#![cfg_attr(feature = "fail-on-warnings", deny(warnings))]
#![warn(clippy::all, clippy::pedantic, clippy::nursery, clippy::cargo)]
#![allow(clippy::multiple_crate_versions, clippy::cargo_common_metadata)]

//! Avalanche forecast zone resolution.
//!
//! Matches a coordinate to the forecast zone polygon that covers it. Zone
//! polygons have gaps, so resolution falls back in a fixed order:
//!
//! 1. point-in-polygon against every feature (first match wins);
//! 2. nearest polygon vertex by great-circle distance, within the default
//!    threshold;
//! 3. regional overrides from the [`registry`]: inside a configured
//!    bounding box, nearest vertex among that center's zones with a
//!    widened threshold;
//! 4. no match.
//!
//! Distance ties are broken by iteration order (the first minimum found
//! wins). The zone features themselves come from the periodically
//! refreshed map layer held in [`cache::ZoneLayerCache`].

pub mod avalanche;
pub mod cache;
pub mod layer;
pub mod registry;

use backcountry_signal_models::{Coordinate, ZoneMatchMode};
use backcountry_source::SourceError;
use chrono::{DateTime, Utc};
use geo::{Contains, Distance, Haversine, MultiPolygon, Point};

use crate::registry::{RegionalOverride, ResolverConfig};

/// Errors from zone layer acquisition.
#[derive(Debug, thiserror::Error)]
pub enum ZoneError {
    /// The payload is not a feature collection (no `features` array).
    #[error("Malformed zone payload: {message}")]
    MalformedPayload {
        /// Description of what was wrong with the payload.
        message: String,
    },

    /// The upstream fetch failed.
    #[error(transparent)]
    Source(#[from] SourceError),
}

impl ZoneError {
    /// Whether this error must abort the request instead of degrading to
    /// an unavailable avalanche signal.
    #[must_use]
    pub const fn is_fatal(&self) -> bool {
        matches!(self, Self::MalformedPayload { .. })
    }
}

/// One avalanche forecast zone from the map layer.
#[derive(Debug, Clone)]
pub struct ForecastZoneFeature {
    /// Feature identifier, if the layer provides one.
    pub zone_id: Option<String>,
    /// Forecast center identifier (e.g. `"CAIC"`).
    pub center_id: String,
    /// Zone name.
    pub name: String,
    /// State or province code.
    pub state: Option<String>,
    /// Published danger level; `-1` means "no rating".
    pub danger_level: Option<i64>,
    /// Published danger label.
    pub danger: Option<String>,
    /// Travel advice text.
    pub travel_advice: Option<String>,
    /// Link to the full bulletin.
    pub link: Option<String>,
    /// Whether the center is outside its forecasting season.
    pub off_season: bool,
    /// Bulletin validity start.
    pub start_date: Option<DateTime<Utc>>,
    /// Bulletin validity end.
    pub end_date: Option<DateTime<Utc>>,
    /// Zone boundary (lon/lat degrees).
    pub geometry: MultiPolygon<f64>,
}

/// Result of [`resolve_zone`].
///
/// `mode == Polygon` implies `fallback_distance_km == Some(0.0)`;
/// `mode == None` implies `feature.is_none()`.
#[derive(Debug, Clone, Copy)]
pub struct ZoneMatch<'a> {
    /// The matched feature.
    pub feature: Option<&'a ForecastZoneFeature>,
    /// How the feature was matched.
    pub mode: ZoneMatchMode,
    /// Distance to the matched zone (km).
    pub fallback_distance_km: Option<f64>,
}

impl<'a> ZoneMatch<'a> {
    const fn polygon(feature: &'a ForecastZoneFeature) -> Self {
        Self {
            feature: Some(feature),
            mode: ZoneMatchMode::Polygon,
            fallback_distance_km: Some(0.0),
        }
    }

    const fn nearest(feature: &'a ForecastZoneFeature, distance_km: f64) -> Self {
        Self {
            feature: Some(feature),
            mode: ZoneMatchMode::Nearest,
            fallback_distance_km: Some(distance_km),
        }
    }

    /// A result with no covering or neighboring zone.
    #[must_use]
    pub const fn none() -> Self {
        Self {
            feature: None,
            mode: ZoneMatchMode::None,
            fallback_distance_km: None,
        }
    }
}

/// Resolves the forecast zone for `coord` using the embedded resolver
/// configuration.
#[must_use]
pub fn resolve_zone<'a>(coord: &Coordinate, features: &'a [ForecastZoneFeature]) -> ZoneMatch<'a> {
    resolve_zone_with(coord, features, registry::embedded_resolver())
}

/// Resolves the forecast zone for `coord` with an explicit configuration.
#[must_use]
pub fn resolve_zone_with<'a>(
    coord: &Coordinate,
    features: &'a [ForecastZoneFeature],
    config: &ResolverConfig,
) -> ZoneMatch<'a> {
    let point = Point::new(coord.lon, coord.lat);

    if let Some(feature) = features.iter().find(|f| f.geometry.contains(&point)) {
        return ZoneMatch::polygon(feature);
    }

    if let Some((feature, distance_km)) = nearest_vertex(point, features.iter())
        && distance_km <= config.default_max_distance_km
    {
        return ZoneMatch::nearest(feature, distance_km);
    }

    for region in config.overrides.iter().filter(|r| r.bounds.contains(coord)) {
        if let Some(found) = resolve_regional(point, features, region) {
            log::debug!(
                "Zone for {coord} resolved through regional override {} ({:.1} km)",
                region.id,
                found.fallback_distance_km.unwrap_or_default()
            );
            return found;
        }
    }

    ZoneMatch::none()
}

fn resolve_regional<'a>(
    point: Point<f64>,
    features: &'a [ForecastZoneFeature],
    region: &RegionalOverride,
) -> Option<ZoneMatch<'a>> {
    let candidates = features.iter().filter(|f| f.center_id == region.center_id);
    let (feature, distance_km) = nearest_vertex(point, candidates)?;
    (distance_km <= region.max_distance_km).then(|| ZoneMatch::nearest(feature, distance_km))
}

/// Finds the feature with the vertex closest to `point`.
///
/// Strict less-than keeps the first minimum found on ties.
fn nearest_vertex<'a>(
    point: Point<f64>,
    features: impl Iterator<Item = &'a ForecastZoneFeature>,
) -> Option<(&'a ForecastZoneFeature, f64)> {
    let mut best: Option<(&ForecastZoneFeature, f64)> = None;

    for feature in features {
        let Some(distance_km) = min_vertex_distance_km(point, &feature.geometry) else {
            continue;
        };
        match best {
            Some((_, current)) if distance_km >= current => {}
            _ => best = Some((feature, distance_km)),
        }
    }

    best
}

/// Minimum haversine distance (km) from `point` to any vertex of `geometry`,
/// exterior and interior rings included.
fn min_vertex_distance_km(point: Point<f64>, geometry: &MultiPolygon<f64>) -> Option<f64> {
    geometry
        .iter()
        .flat_map(|polygon| {
            std::iter::once(polygon.exterior()).chain(polygon.interiors().iter())
        })
        .flat_map(|ring| ring.coords())
        .map(|c| haversine_km(point, Point::from(*c)))
        .min_by(f64::total_cmp)
}

/// Great-circle distance in kilometres.
#[must_use]
pub fn haversine_km(a: Point<f64>, b: Point<f64>) -> f64 {
    Haversine.distance(a, b) / 1000.0
}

__What to produce__.
For every line of the records that has the word "implies" in it, make a copy.

__Solution for this problem__.
/// `mode == Polygon` implies `fallback_distance_km == Some(0.0)`;
/// `mode == None` implies `feature.is_none()`.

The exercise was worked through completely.